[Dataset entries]
|---|

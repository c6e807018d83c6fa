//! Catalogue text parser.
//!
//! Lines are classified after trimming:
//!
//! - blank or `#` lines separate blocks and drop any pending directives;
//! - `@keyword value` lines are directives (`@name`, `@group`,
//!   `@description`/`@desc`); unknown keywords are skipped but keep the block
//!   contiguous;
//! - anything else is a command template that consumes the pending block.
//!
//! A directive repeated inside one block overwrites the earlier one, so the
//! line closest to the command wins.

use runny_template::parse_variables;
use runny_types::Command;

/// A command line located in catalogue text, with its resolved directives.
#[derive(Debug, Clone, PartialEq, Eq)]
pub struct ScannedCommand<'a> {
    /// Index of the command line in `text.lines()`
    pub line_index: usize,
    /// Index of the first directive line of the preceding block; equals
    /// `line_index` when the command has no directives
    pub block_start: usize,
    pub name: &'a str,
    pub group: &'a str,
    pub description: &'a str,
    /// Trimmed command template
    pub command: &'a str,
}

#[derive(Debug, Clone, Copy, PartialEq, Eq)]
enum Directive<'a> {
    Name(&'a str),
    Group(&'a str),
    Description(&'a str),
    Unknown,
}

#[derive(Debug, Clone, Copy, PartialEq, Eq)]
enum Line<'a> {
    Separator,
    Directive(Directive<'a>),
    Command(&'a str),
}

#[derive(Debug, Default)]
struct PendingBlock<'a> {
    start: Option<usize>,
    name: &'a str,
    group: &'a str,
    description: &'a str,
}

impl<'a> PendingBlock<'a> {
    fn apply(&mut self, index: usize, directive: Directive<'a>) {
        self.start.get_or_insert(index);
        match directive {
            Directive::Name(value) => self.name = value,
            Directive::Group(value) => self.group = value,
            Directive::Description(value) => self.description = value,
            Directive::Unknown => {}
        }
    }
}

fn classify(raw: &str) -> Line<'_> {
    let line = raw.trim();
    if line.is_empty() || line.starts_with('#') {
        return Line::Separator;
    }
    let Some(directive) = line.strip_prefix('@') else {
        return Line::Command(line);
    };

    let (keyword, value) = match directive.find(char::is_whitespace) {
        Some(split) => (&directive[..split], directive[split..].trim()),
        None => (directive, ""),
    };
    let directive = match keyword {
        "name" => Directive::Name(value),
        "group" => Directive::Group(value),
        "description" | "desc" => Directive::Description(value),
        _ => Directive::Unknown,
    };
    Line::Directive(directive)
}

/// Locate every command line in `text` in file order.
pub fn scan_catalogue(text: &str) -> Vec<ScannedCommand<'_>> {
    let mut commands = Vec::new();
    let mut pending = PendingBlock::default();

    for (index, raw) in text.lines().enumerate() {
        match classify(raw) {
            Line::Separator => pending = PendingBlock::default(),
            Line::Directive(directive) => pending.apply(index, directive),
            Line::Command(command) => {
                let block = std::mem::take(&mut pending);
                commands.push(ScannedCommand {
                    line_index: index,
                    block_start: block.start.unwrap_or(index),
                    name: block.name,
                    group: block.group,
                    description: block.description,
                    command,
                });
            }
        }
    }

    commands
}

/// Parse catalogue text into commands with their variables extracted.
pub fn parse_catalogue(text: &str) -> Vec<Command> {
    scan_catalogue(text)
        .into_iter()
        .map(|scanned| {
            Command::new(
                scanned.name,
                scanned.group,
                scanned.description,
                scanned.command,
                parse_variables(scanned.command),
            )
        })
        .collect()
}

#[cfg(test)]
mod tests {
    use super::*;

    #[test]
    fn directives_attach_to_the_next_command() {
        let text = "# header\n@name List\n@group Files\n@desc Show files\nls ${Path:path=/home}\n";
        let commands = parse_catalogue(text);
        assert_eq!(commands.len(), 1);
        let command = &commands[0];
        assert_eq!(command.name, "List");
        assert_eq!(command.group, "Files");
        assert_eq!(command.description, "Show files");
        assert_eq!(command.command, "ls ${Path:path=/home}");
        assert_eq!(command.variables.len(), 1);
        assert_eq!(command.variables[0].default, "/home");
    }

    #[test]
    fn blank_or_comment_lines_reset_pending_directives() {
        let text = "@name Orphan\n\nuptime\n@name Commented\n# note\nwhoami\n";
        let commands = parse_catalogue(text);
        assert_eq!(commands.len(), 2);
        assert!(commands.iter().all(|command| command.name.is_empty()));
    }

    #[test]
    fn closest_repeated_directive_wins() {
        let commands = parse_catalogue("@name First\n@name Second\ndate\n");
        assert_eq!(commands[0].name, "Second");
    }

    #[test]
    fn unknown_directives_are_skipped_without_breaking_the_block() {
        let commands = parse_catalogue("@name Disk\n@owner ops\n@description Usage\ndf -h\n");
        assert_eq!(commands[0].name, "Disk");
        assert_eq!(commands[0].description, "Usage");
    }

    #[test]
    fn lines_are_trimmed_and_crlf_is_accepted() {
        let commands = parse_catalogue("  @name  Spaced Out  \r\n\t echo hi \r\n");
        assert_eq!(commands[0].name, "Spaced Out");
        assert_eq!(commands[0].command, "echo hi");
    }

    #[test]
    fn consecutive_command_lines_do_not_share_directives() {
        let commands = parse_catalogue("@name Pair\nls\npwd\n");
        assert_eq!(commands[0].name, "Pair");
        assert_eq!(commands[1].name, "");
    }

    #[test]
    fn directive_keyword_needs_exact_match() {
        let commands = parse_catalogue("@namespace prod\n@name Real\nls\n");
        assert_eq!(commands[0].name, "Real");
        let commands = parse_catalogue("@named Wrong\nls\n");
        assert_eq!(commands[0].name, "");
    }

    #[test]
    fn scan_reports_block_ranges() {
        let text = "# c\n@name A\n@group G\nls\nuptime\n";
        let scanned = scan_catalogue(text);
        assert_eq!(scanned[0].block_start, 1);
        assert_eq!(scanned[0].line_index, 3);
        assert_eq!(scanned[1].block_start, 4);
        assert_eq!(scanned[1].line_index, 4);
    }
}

|---|

▶ PROBLEM STATEMENT
Reproduce each line of the data without any change.

▶ THE COMPLETED TASK
repository c6e807018d83c6fa
//! Catalogue text parser.
//!
//! Lines are classified after trimming:
//!
//! - blank or `#` lines separate blocks and drop any pending directives;
//! - `@keyword value` lines are directives (`@name`, `@group`,
//!   `@description`/`@desc`); unknown keywords are skipped but keep the block
//!   contiguous;
//! - anything else is a command template that consumes the pending block.
//!
//! A directive repeated inside one block overwrites the earlier one, so the
//! line closest to the command wins.

use runny_template::parse_variables;
use runny_types::Command;

/// A command line located in catalogue text, with its resolved directives.
#[derive(Debug, Clone, PartialEq, Eq)]
pub struct ScannedCommand<'a> {
    /// Index of the command line in `text.lines()`
    pub line_index: usize,
    /// Index of the first directive line of the preceding block; equals
    /// `line_index` when the command has no directives
    pub block_start: usize,
    pub name: &'a str,
    pub group: &'a str,
    pub description: &'a str,
    /// Trimmed command template
    pub command: &'a str,
}

#[derive(Debug, Clone, Copy, PartialEq, Eq)]
enum Directive<'a> {
    Name(&'a str),
    Group(&'a str),
    Description(&'a str),
    Unknown,
}

#[derive(Debug, Clone, Copy, PartialEq, Eq)]
enum Line<'a> {
    Separator,
    Directive(Directive<'a>),
    Command(&'a str),
}

#[derive(Debug, Default)]
struct PendingBlock<'a> {
    start: Option<usize>,
    name: &'a str,
    group: &'a str,
    description: &'a str,
}

impl<'a> PendingBlock<'a> {
    fn apply(&mut self, index: usize, directive: Directive<'a>) {
        self.start.get_or_insert(index);
        match directive {
            Directive::Name(value) => self.name = value,
            Directive::Group(value) => self.group = value,
            Directive::Description(value) => self.description = value,
            Directive::Unknown => {}
        }
    }
}

fn classify(raw: &str) -> Line<'_> {
    let line = raw.trim();
    if line.is_empty() || line.starts_with('#') {
        return Line::Separator;
    }
    let Some(directive) = line.strip_prefix('@') else {
        return Line::Command(line);
    };

    let (keyword, value) = match directive.find(char::is_whitespace) {
        Some(split) => (&directive[..split], directive[split..].trim()),
        None => (directive, ""),
    };
    let directive = match keyword {
        "name" => Directive::Name(value),
        "group" => Directive::Group(value),
        "description" | "desc" => Directive::Description(value),
        _ => Directive::Unknown,
    };
    Line::Directive(directive)
}

/// Locate every command line in `text` in file order.
pub fn scan_catalogue(text: &str) -> Vec<ScannedCommand<'_>> {
    let mut commands = Vec::new();
    let mut pending = PendingBlock::default();

    for (index, raw) in text.lines().enumerate() {
        match classify(raw) {
            Line::Separator => pending = PendingBlock::default(),
            Line::Directive(directive) => pending.apply(index, directive),
            Line::Command(command) => {
                let block = std::mem::take(&mut pending);
                commands.push(ScannedCommand {
                    line_index: index,
                    block_start: block.start.unwrap_or(index),
                    name: block.name,
                    group: block.group,
                    description: block.description,
                    command,
                });
            }
        }
    }

    commands
}

/// Parse catalogue text into commands with their variables extracted.
pub fn parse_catalogue(text: &str) -> Vec<Command> {
    scan_catalogue(text)
        .into_iter()
        .map(|scanned| {
            Command::new(
                scanned.name,
                scanned.group,
                scanned.description,
                scanned.command,
                parse_variables(scanned.command),
            )
        })
        .collect()
}

#[cfg(test)]
mod tests {
    use super::*;

    #[test]
    fn directives_attach_to_the_next_command() {
        let text = "# header\n@name List\n@group Files\n@desc Show files\nls ${Path:path=/home}\n";
        let commands = parse_catalogue(text);
        assert_eq!(commands.len(), 1);
        let command = &commands[0];
        assert_eq!(command.name, "List");
        assert_eq!(command.group, "Files");
        assert_eq!(command.description, "Show files");
        assert_eq!(command.command, "ls ${Path:path=/home}");
        assert_eq!(command.variables.len(), 1);
        assert_eq!(command.variables[0].default, "/home");
    }

    #[test]
    fn blank_or_comment_lines_reset_pending_directives() {
        let text = "@name Orphan\n\nuptime\n@name Commented\n# note\nwhoami\n";
        let commands = parse_catalogue(text);
        assert_eq!(commands.len(), 2);
        assert!(commands.iter().all(|command| command.name.is_empty()));
    }

    #[test]
    fn closest_repeated_directive_wins() {
        let commands = parse_catalogue("@name First\n@name Second\ndate\n");
        assert_eq!(commands[0].name, "Second");
    }

    #[test]
    fn unknown_directives_are_skipped_without_breaking_the_block() {
        let commands = parse_catalogue("@name Disk\n@owner ops\n@description Usage\ndf -h\n");
        assert_eq!(commands[0].name, "Disk");
        assert_eq!(commands[0].description, "Usage");
    }

    #[test]
    fn lines_are_trimmed_and_crlf_is_accepted() {
        let commands = parse_catalogue("  @name  Spaced Out  \r\n\t echo hi \r\n");
        assert_eq!(commands[0].name, "Spaced Out");
        assert_eq!(commands[0].command, "echo hi");
    }

    #[test]
    fn consecutive_command_lines_do_not_share_directives() {
        let commands = parse_catalogue("@name Pair\nls\npwd\n");
        assert_eq!(commands[0].name, "Pair");
        assert_eq!(commands[1].name, "");
    }

    #[test]
    fn directive_keyword_needs_exact_match() {
        let commands = parse_catalogue("@namespace prod\n@name Real\nls\n");
        assert_eq!(commands[0].name, "Real");
        let commands = parse_catalogue("@named Wrong\nls\n");
        assert_eq!(commands[0].name, "");
    }

    #[test]
    fn scan_reports_block_ranges() {
        let text = "# c\n@name A\n@group G\nls\nuptime\n";
        let scanned = scan_catalogue(text);
        assert_eq!(scanned[0].block_start, 1);
        assert_eq!(scanned[0].line_index, 3);
        assert_eq!(scanned[1].block_start, 4);
        assert_eq!(scanned[1].line_index, 4);
    }
}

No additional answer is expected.